Frames and supports in 15th and 16th-century Southern Netherlandish painting

BRUGES, GROENINGE MUSEUM 417 2. Jan van Eyck, Portrait of Margaret van Eyck , 1439 Inv. no. 0000.GRO0162.I Provenance: mentioned by Descamps in 1769 as preserved in the archives of the Corporation of Painters. The painting escaped the requisition by the French in 1794. It was then sold by the dean of the corporation to Pieter van Lede who donated it in 1808 to the Bruges Academy. Bibliography: De Vos 1982, 225-227; Janssens de Bisthoven 1983, 175-193, pl. CXCIX-CCV . Panel: a single board, 0.8 cm thick, the back is marbled: dark layer specked with red (imitation porphyry?), generally considered original. The technique adopted for this marbling – patches of red or ochre colour projected in various ways and held between various layers of varnish or lacquer – should be compared with the technique used by Van Eyck for other marbling, for example on the St Barbara (Antwerp, RMFA , no. 2 ).

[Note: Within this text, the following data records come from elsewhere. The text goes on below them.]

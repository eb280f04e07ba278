//! Async HTTP server: tokio + hyper. Converts HTTP to [`Request`], calls the [`Service`],
//! converts the [`Response`] back. WebSocket upgrades on paths the service accepts.

use std::convert::Infallible;
use std::future::Future;
use std::sync::Arc;

use bytes::Bytes;
use futures_util::{Sink, SinkExt};
use ::http::{HeaderValue, StatusCode};
use http_body_util::{BodyExt, Full};
use hyper::server::conn::http1;
use hyper::service::service_fn;
use hyper::Response as HyperResponse;
use hyper_tungstenite::tungstenite::protocol::CloseFrame;
use hyper_tungstenite::tungstenite::Message;
use hyper_tungstenite::{is_upgrade_request, upgrade, HyperWebsocket};
use hyper_util::rt::TokioIo;
use tokio::net::TcpListener;
use tokio_stream::StreamExt;

use crate::application::WS_METHOD;
use crate::headers::HeaderList;
use crate::request::Request;
use crate::response::{error_envelope, Response, APPLICATION_JSON, CONTENT_TYPE};
use crate::service::Service;
use crate::websocket::decode_text_frames;

type HyperRequest = hyper::Request<hyper::body::Incoming>;

/// Bind `addr` and serve on a multi-threaded runtime until ctrl-c.
pub fn run(
    service: Arc<dyn Service>,
    addr: &str,
) -> Result<(), Box<dyn std::error::Error + Send + Sync>> {
    let rt = tokio::runtime::Builder::new_multi_thread()
        .enable_all()
        .build()?;
    rt.block_on(async move {
        let listener = TcpListener::bind(addr).await?;
        tracing::info!(addr = %listener.local_addr()?, "server listening");
        serve(service, listener, async {
            if let Err(e) = tokio::signal::ctrl_c().await {
                tracing::warn!(error = %e, "ctrl-c handler failed");
            }
        })
        .await;
        tracing::info!("server stopped");
        Ok(())
    })
}

/// Accept loop on an already bound listener; returns when `shutdown` completes.
/// Connections in flight keep running on their own tasks.
pub async fn serve(
    service: Arc<dyn Service>,
    listener: TcpListener,
    shutdown: impl Future<Output = ()>,
) {
    tokio::pin!(shutdown);
    loop {
        tokio::select! {
            _ = &mut shutdown => break,
            accept_result = listener.accept() => {
                let (stream, peer) = match accept_result {
                    Ok(x) => x,
                    Err(e) => {
                        tracing::warn!(error = %e, "accept error");
                        continue;
                    }
                };
                let io = TokioIo::new(stream);
                let service = Arc::clone(&service);
                tokio::task::spawn(async move {
                    let conn_service = service_fn(move |req: HyperRequest| {
                        let service = Arc::clone(&service);
                        async move { http_or_ws(service, req).await }
                    });
                    if let Err(e) = http1::Builder::new()
                        .serve_connection(io, conn_service)
                        .with_upgrades()
                        .await
                    {
                        tracing::debug!(%peer, error = %e, "connection error");
                    }
                });
            }
        }
    }
}

async fn http_or_ws(
    service: Arc<dyn Service>,
    req: HyperRequest,
) -> Result<HyperResponse<Full<Bytes>>, Infallible> {
    if is_upgrade_request(&req) && service.is_websocket(req.uri().path()) {
        return Ok(websocket_upgrade(service, req).await);
    }
    let request = match hyper_to_request(req).await {
        Ok(r) => r,
        Err(e) => {
            tracing::debug!(error = %e, "failed to read request body");
            let mut res = Response::new();
            res.send_error(400, "Bad Request");
            return Ok(response_to_hyper(res));
        }
    };
    Ok(response_to_hyper(service.call(request).await))
}

async fn hyper_to_request(req: HyperRequest) -> Result<Request, hyper::Error> {
    let (parts, body) = req.into_parts();
    let target = parts
        .uri
        .path_and_query()
        .map(|pq| pq.as_str())
        .unwrap_or("/");
    let mut request = Request::new(parts.method.as_str(), target);
    request.headers = parts
        .headers
        .iter()
        .map(|(k, v)| (k.as_str(), v.to_str().unwrap_or("")))
        .collect();
    request.body = body.collect().await?.to_bytes();
    Ok(request)
}

fn response_to_hyper(res: Response) -> HyperResponse<Full<Bytes>> {
    let (status, headers, body) = res.into_parts();
    let mut builder = HyperResponse::builder().status(status);
    for (name, value) in headers.iter() {
        builder = builder.header(name, value);
    }
    builder.body(Full::new(Bytes::from(body))).unwrap_or_else(|e| {
        tracing::warn!(status, error = %e, "invalid response parts");
        internal_error()
    })
}

fn internal_error() -> HyperResponse<Full<Bytes>> {
    let mut res = HyperResponse::new(Full::new(Bytes::from(error_envelope(
        500,
        "Internal Server Error",
    ))));
    *res.status_mut() = StatusCode::INTERNAL_SERVER_ERROR;
    res.headers_mut()
        .insert(CONTENT_TYPE, HeaderValue::from_static(APPLICATION_JSON));
    res
}

async fn websocket_upgrade(service: Arc<dyn Service>, req: HyperRequest) -> HyperResponse<Full<Bytes>> {
    let path = req.uri().path().to_string();
    let headers: HeaderList = req
        .headers()
        .iter()
        .map(|(k, v)| (k.as_str(), v.to_str().unwrap_or("")))
        .collect();
    let (response, websocket) = match upgrade(req, None) {
        Ok(x) => x,
        Err(e) => {
            let mut res = Response::new();
            res.send_error(400, &format!("upgrade error: {}", e));
            return response_to_hyper(res);
        }
    };
    tokio::spawn(async move {
        run_websocket(service, websocket, path, headers).await;
    });
    let (parts, body) = response.into_parts();
    let bytes = body
        .collect()
        .await
        .map(|b| b.to_bytes())
        .unwrap_or_default();
    HyperResponse::from_parts(parts, Full::new(bytes))
}

/// What the socket gets back for one dispatched message.
#[derive(Debug, PartialEq, Eq)]
enum WsReply {
    Texts(Vec<String>),
    /// Error response: close with a policy-violation frame carrying this reason.
    Close(String),
}

const POLICY_VIOLATION: u16 = 1008;
/// Close reasons share the 125-byte control payload with the 2-byte code.
const MAX_CLOSE_REASON: usize = 123;

/// Frames written with [`Response::ws_text`] go out one message each. Any other body is
/// sent as a single text message, unless the status is an error, which closes the socket.
fn ws_reply(res: &Response) -> WsReply {
    let body = res.body();
    if res.status() >= 400 {
        let reason = serde_json::from_slice::<serde_json::Value>(body)
            .ok()
            .and_then(|v| v["error"]["message"].as_str().map(str::to_owned))
            .unwrap_or_else(|| String::from_utf8_lossy(body).into_owned());
        return WsReply::Close(close_reason(reason));
    }
    match decode_text_frames(body) {
        Some(payloads) => WsReply::Texts(payloads.into_iter().map(str::to_owned).collect()),
        None => WsReply::Texts(vec![String::from_utf8_lossy(body).into_owned()]),
    }
}

fn close_reason(mut reason: String) -> String {
    if reason.len() > MAX_CLOSE_REASON {
        let mut end = MAX_CLOSE_REASON;
        while !reason.is_char_boundary(end) {
            end -= 1;
        }
        reason.truncate(end);
    }
    reason
}

async fn send_texts<S>(sink: &mut S, texts: Vec<String>) -> Result<(), S::Error>
where
    S: Sink<Message> + Unpin,
{
    for text in texts {
        sink.feed(Message::Text(text.into())).await?;
    }
    SinkExt::flush(sink).await
}

/// Dispatch every inbound text message as a `WS` request and send the reply through
/// the websocket sink.
async fn run_websocket(service: Arc<dyn Service>, websocket: HyperWebsocket, path: String, headers: HeaderList) {
    let mut stream = match websocket.await {
        Ok(s) => s,
        Err(e) => {
            tracing::warn!(path = %path, error = %e, "websocket handshake failed");
            return;
        }
    };
    tracing::debug!(path = %path, "websocket opened");
    while let Some(msg) = stream.next().await {
        let text = match msg {
            Ok(Message::Text(text)) => text.to_string(),
            Ok(Message::Close(_)) => {
                let _ = SinkExt::close(&mut stream).await;
                break;
            }
            Ok(_) => continue,
            Err(e) => {
                tracing::debug!(path = %path, error = %e, "websocket read error");
                break;
            }
        };
        let mut req = Request::new(WS_METHOD, &path).with_body(text);
        req.headers = headers.clone();
        let res = service.call(req).await;
        match ws_reply(&res) {
            WsReply::Texts(texts) => {
                if let Err(e) = send_texts(&mut stream, texts).await {
                    tracing::debug!(path = %path, error = %e, "websocket write error");
                    break;
                }
            }
            WsReply::Close(reason) => {
                tracing::debug!(path = %path, status = res.status(), reason = %reason, "closing websocket");
                let frame = CloseFrame {
                    code: POLICY_VIOLATION.into(),
                    reason: reason.into(),
                };
                let _ = stream.send(Message::Close(Some(frame))).await;
                break;
            }
        }
    }
    tracing::debug!(path = %path, "websocket closed");
}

Be this as it may, the marbling is striking with its very realistic evocation of the material and its perfect state of conservation without cracks, while the polychromy of the frame, on the other hand, exhibits degradations. Margaret ’s panel and frame are also dealt with in the Chapter X on the frames and supports of some Eyckian paintings . Frame: mortise and tenon, pegged in the two upper corners, but not in the lower ones (?). The joint is cut square front and back. The 2.7 cm thick frame has the same profile at the front and back. The square cut of the joints tells us the moulding was probably cut by hand and not with a moulding plane. We note the irregular cutting of the lower moulding, probably due to the tool following the irregular grain of the wood. Nevertheless, the contrast between this moulding and that of the much more refined frames of other Van Eyck paintings, like those of St Barbara (Antwerp, RMFA , no. 2 ), or of the Virgin at the Fountain (Antwerp, RMFA , no. 3 ), is striking. The polychromy is original on the front: grey-beige, marbled with dark brown. A horizontal brown line emphasizes the straight cut of the joint. On the back: the dark colour on the frame does not seem original.